Ok, so I'm going to labour my point a little more - know your end game. If you have requirements to fulfil as part of your role then you want to give yourself the opportunity to meet those - without it being a mad dash right before REF submission. So is it publishing papers each year in a REF'd journal - if so, how many? What level 2*or 3*? Or, do you need to fulfil requirements as you work towards tenure if you are US-based?

Make sure you have enough on your WIP research to meet these demands comfortably - not all papers are going to turn out - sadly!

Step 3 - Plan out forthcoming conferences & ideas

You might have your eye on a few more upcoming conferences or special journal issues on the horizon that you are interested in.
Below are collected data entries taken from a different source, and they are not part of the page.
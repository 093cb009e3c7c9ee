/// Non-blocking character sink.
///
/// A full output applies backpressure: writers stop, keep their progress,
/// and resume on the next pull once the caller has drained it.
pub trait Output {
    fn is_cont(&self) -> bool {
        !self.is_full() && !self.is_done()
    }

    fn is_full(&self) -> bool;

    /// The sink is closed and accepts nothing more.
    fn is_done(&self) -> bool;

    /// Writes one character. Callers check `is_cont` first.
    fn write_char(&mut self, c: char);

    /// Writes as much of `s` as fits, returning the number of bytes written.
    fn write_str(&mut self, s: &str) -> usize {
        let mut written = 0;
        for c in s.chars() {
            if !self.is_cont() {
                break;
            }
            self.write_char(c);
            written += c.len_utf8();
        }
        written
    }
}

/// Output into an owned string, optionally bounded.
#[derive(Clone, Debug, Default)]
pub struct StringOutput {
    buffer: String,
    limit: Option<usize>,
    closed: bool,
}

impl StringOutput {
    pub fn new() -> Self {
        Self::default()
    }

    /// Reports full once `limit` bytes are buffered.
    pub fn bounded(limit: usize) -> Self {
        Self { buffer: String::new(), limit: Some(limit), closed: false }
    }

    pub fn as_str(&self) -> &str {
        &self.buffer
    }

    /// Drains the buffer, clearing any backpressure.
    pub fn take(&mut self) -> String {
        std::mem::take(&mut self.buffer)
    }

    pub fn close(&mut self) {
        self.closed = true;
    }

    pub fn into_string(self) -> String {
        self.buffer
    }
}

impl Output for StringOutput {
    fn is_full(&self) -> bool {
        self.limit.is_some_and(|limit| self.buffer.len() >= limit)
    }

    fn is_done(&self) -> bool {
        self.closed
    }

    fn write_char(&mut self, c: char) {
        self.buffer.push(c);
    }
}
If that's the case get them down on the template too so you can scope availability to complete these.

Step 4 - Break down your deadlines

Let's say, like me, you have a paper submission deadline for the 1st July 2019. Look at the task boxes and assign each task with a mini deadline date. Once you have fulfilled the deadline you can colour the box in. That way you have a clear view of what you need to do on all of your outstanding research projects at a glance.
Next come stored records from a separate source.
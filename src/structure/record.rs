use std::cmp::Ordering;
use std::hash::{Hash, Hasher};

use super::hash::{self, kind};
use super::item::{Field, Item};
use super::value::{Text, Value, ABSENT};

/// Ordered sequence of items mixing positional values and keyed fields.
///
/// Keys need not be unique; lookups return the first match. Insertion order
/// is preserved and takes part in equality.
#[derive(Clone, Debug, Default, PartialEq, Eq)]
pub struct Record {
    items: Vec<Item>,
}

impl Record {
    pub fn new() -> Self {
        Self { items: Vec::new() }
    }

    pub fn with_capacity(capacity: usize) -> Self {
        Self { items: Vec::with_capacity(capacity) }
    }

    pub fn of<I: IntoIterator<Item = Item>>(items: I) -> Self {
        Self { items: items.into_iter().collect() }
    }

    pub fn with_attr(mut self, key: impl Into<Text>, value: impl Into<Value>) -> Self {
        self.items.push(Item::attr(key, value));
        self
    }

    pub fn with_slot(mut self, key: impl Into<Value>, value: impl Into<Value>) -> Self {
        self.items.push(Item::slot(key, value));
        self
    }

    pub fn with_item(mut self, item: impl Into<Item>) -> Self {
        self.items.push(item.into());
        self
    }

    pub fn len(&self) -> usize {
        self.items.len()
    }

    pub fn is_empty(&self) -> bool {
        self.items.is_empty()
    }

    pub fn iter(&self) -> std::slice::Iter<'_, Item> {
        self.items.iter()
    }

    pub fn items(&self) -> &[Item] {
        &self.items
    }

    pub fn into_items(self) -> Vec<Item> {
        self.items
    }

    pub fn item(&self, index: usize) -> Option<&Item> {
        self.items.get(index)
    }

    pub fn push(&mut self, item: impl Into<Item>) {
        self.items.push(item.into());
    }

    pub fn insert(&mut self, index: usize, item: impl Into<Item>) {
        let index = index.min(self.items.len());
        self.items.insert(index, item.into());
    }

    pub fn remove(&mut self, index: usize) -> Option<Item> {
        (index < self.items.len()).then(|| self.items.remove(index))
    }

    pub fn clear(&mut self) {
        self.items.clear();
    }

    /// Keeps the first `n` items.
    pub fn truncate(&mut self, n: usize) {
        self.items.truncate(n);
    }

    /// Removes the first `n` items.
    pub fn drain_front(&mut self, n: usize) {
        let n = n.min(self.items.len());
        self.items.drain(..n);
    }

    pub fn extend<I: IntoIterator<Item = Item>>(&mut self, items: I) {
        self.items.extend(items);
    }

    pub fn contains_key(&self, key: &Value) -> bool {
        self.field(key).is_some()
    }

    pub fn field(&self, key: &Value) -> Option<&Field> {
        self.items.iter().find_map(|item| match item {
            Item::Field(f) if f.key_equals(key) => Some(f),
            _ => None,
        })
    }

    pub fn index_of(&self, key: &Value) -> Option<usize> {
        self.items.iter().position(|item| matches!(item, Item::Field(f) if f.key_equals(key)))
    }

    /// Value of the first field keyed by `key`, or `Absent`.
    pub fn get(&self, key: &Value) -> &Value {
        self.field(key).map(Field::value).unwrap_or(&ABSENT)
    }

    pub fn get_str(&self, key: &str) -> &Value {
        self.items
            .iter()
            .find_map(|item| match item {
                Item::Field(f) if f.key_equals_str(key) => Some(f.value()),
                _ => None,
            })
            .unwrap_or(&ABSENT)
    }

    pub fn get_attr(&self, key: &str) -> &Value {
        self.items
            .iter()
            .find_map(|item| match item {
                Item::Field(Field::Attr(k, v)) if k.as_str() == key => Some(v),
                _ => None,
            })
            .unwrap_or(&ABSENT)
    }

    /// Replaces the value of the first field keyed by `key`, or appends a
    /// new slot. Returns the previous value.
    pub fn set(&mut self, key: impl Into<Value>, value: impl Into<Value>) -> Value {
        let key = key.into();
        let value = value.into();
        for item in self.items.iter_mut() {
            match item {
                Item::Field(Field::Slot(k, v)) if *k == key => {
                    return std::mem::replace(v, value);
                }
                Item::Field(Field::Attr(k, v)) if matches!(&key, Value::Text(t) if t.as_str() == k.as_str()) => {
                    return std::mem::replace(v, value);
                }
                _ => {}
            }
        }
        self.items.push(Item::Field(Field::Slot(key, value)));
        Value::Absent
    }

    /// Removes every field keyed by `key`. Returns the first removed value.
    pub fn remove_key(&mut self, key: &Value) -> Value {
        let mut removed = None;
        self.items.retain(|item| match item {
            Item::Field(f) if f.key_equals(key) => {
                if removed.is_none() {
                    removed = Some(f.value().clone());
                }
                false
            }
            _ => true,
        });
        removed.unwrap_or(Value::Absent)
    }

    pub fn head(&self) -> Option<&Item> {
        self.items.first()
    }

    /// Key of the first item, if it is an attribute.
    pub fn tag(&self) -> Option<&str> {
        match self.items.first() {
            Some(Item::Field(Field::Attr(k, _))) => Some(k.as_str()),
            _ => None,
        }
    }

    /// Value of the leading attribute.
    pub fn header(&self) -> &Value {
        match self.items.first() {
            Some(Item::Field(Field::Attr(_, v))) => v,
            _ => &ABSENT,
        }
    }

    /// Everything after the leading attribute, flattened to a single value
    /// when only one positional value remains.
    pub fn body(&self) -> Value {
        let rest = match self.items.first() {
            Some(Item::Field(Field::Attr(..))) => &self.items[1..],
            _ => &self.items[..],
        };
        match rest {
            [] => Value::Absent,
            [Item::Value(v)] => v.clone(),
            items => Value::Record(Record::of(items.iter().cloned())),
        }
    }

    /// Appends `body` so that `body()` reads it back unchanged: multi-item
    /// and field-led records splice in, anything else nests as one item.
    pub fn push_body(&mut self, body: &Value) {
        match body {
            Value::Absent => {}
            Value::Record(r) if r.len() > 1 || r.items.first().is_some_and(Item::is_field) => {
                self.items.extend(r.items.iter().cloned());
            }
            other => self.items.push(Item::Value(other.clone())),
        }
    }

    pub fn field_count(&self) -> usize {
        self.items.iter().filter(|item| item.is_field()).count()
    }

    pub fn value_count(&self) -> usize {
        self.items.iter().filter(|item| !item.is_field()).count()
    }

    /// Only positional values.
    pub fn is_array(&self) -> bool {
        self.items.iter().all(|item| !item.is_field())
    }

    /// Only fields.
    pub fn is_object(&self) -> bool {
        self.items.iter().all(Item::is_field)
    }

    pub fn keys(&self) -> impl Iterator<Item = Value> + '_ {
        self.items.iter().filter_map(|item| item.as_field().map(Field::key))
    }

    pub(crate) fn structural_hash(&self) -> u64 {
        let h = self
            .items
            .iter()
            .fold(hash::mix(hash::SEED, kind::RECORD), |h, item| hash::mix(h, item.structural_hash()));
        hash::mash(hash::mix(h, self.items.len() as u64))
    }
}

impl Ord for Record {
    fn cmp(&self, other: &Self) -> Ordering {
        self.items.cmp(&other.items)
    }
}

impl PartialOrd for Record {
    fn partial_cmp(&self, other: &Self) -> Option<Ordering> {
        Some(self.cmp(other))
    }
}

impl Hash for Record {
    fn hash<H: Hasher>(&self, state: &mut H) {
        state.write_u64(self.structural_hash());
    }
}

impl FromIterator<Item> for Record {
    fn from_iter<I: IntoIterator<Item = Item>>(iter: I) -> Self {
        Record::of(iter)
    }
}

impl IntoIterator for Record {
    type Item = Item;
    type IntoIter = std::vec::IntoIter<Item>;

    fn into_iter(self) -> Self::IntoIter {
        self.items.into_iter()
    }
}

impl<'a> IntoIterator for &'a Record {
    type Item = &'a Item;
    type IntoIter = std::slice::Iter<'a, Item>;

    fn into_iter(self) -> Self::IntoIter {
        self.items.iter()
    }
}

#[cfg(test)]
mod tests {
    use super::*;

    #[test]
    fn test_first_match_lookup() {
        let record = Record::new().with_slot("a", 1).with_slot("a", 2).with_item(3);
        assert_eq!(record.get_str("a"), &Value::from(1));
        assert_eq!(record.field_count(), 2);
        assert_eq!(record.value_count(), 1);
    }

    #[test]
    fn test_set_replaces_or_appends() {
        let mut record = Record::new().with_slot("a", 1);
        assert_eq!(record.set("a", 5), Value::from(1));
        assert_eq!(record.set("b", 6), Value::Absent);
        assert_eq!(record.len(), 2);
        assert_eq!(record.get_str("a"), &Value::from(5));
    }

    #[test]
    fn test_remove_key_removes_all() {
        let mut record = Record::new().with_slot("a", 1).with_item("x").with_slot("a", 2);
        assert_eq!(record.remove_key(&Value::from("a")), Value::from(1));
        assert_eq!(record, Record::new().with_item("x"));
    }

    #[test]
    fn test_order_is_part_of_equality() {
        let a = Record::new().with_slot("a", 1).with_slot("b", 2);
        let b = Record::new().with_slot("b", 2).with_slot("a", 1);
        assert_ne!(a, b);
        assert_ne!(a.structural_hash(), b.structural_hash());
    }

    #[test]
    fn test_tag_header_body() {
        let record = Record::new()
            .with_attr("event", Record::new().with_slot("node", "/a"))
            .with_item("on");
        assert_eq!(record.tag(), Some("event"));
        assert_eq!(record.header().get_str("node"), &Value::from("/a"));
        assert_eq!(record.body(), Value::from("on"));
    }
}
Step 5 - Participate in your research community

Alongside this, you still need to be active within your research community. This is even more important if, like me, you are an early career researcher. Although I have built up years of knowledge in industry and made some great contacts and friends along the way, I'm new to the academic way. So participate in those conversations and continue to do so alongside your newly defined research commitments.

This is a live document, so if you have any suggestions please do send them my way. You can tweet me @drsamlynch #researchgoals.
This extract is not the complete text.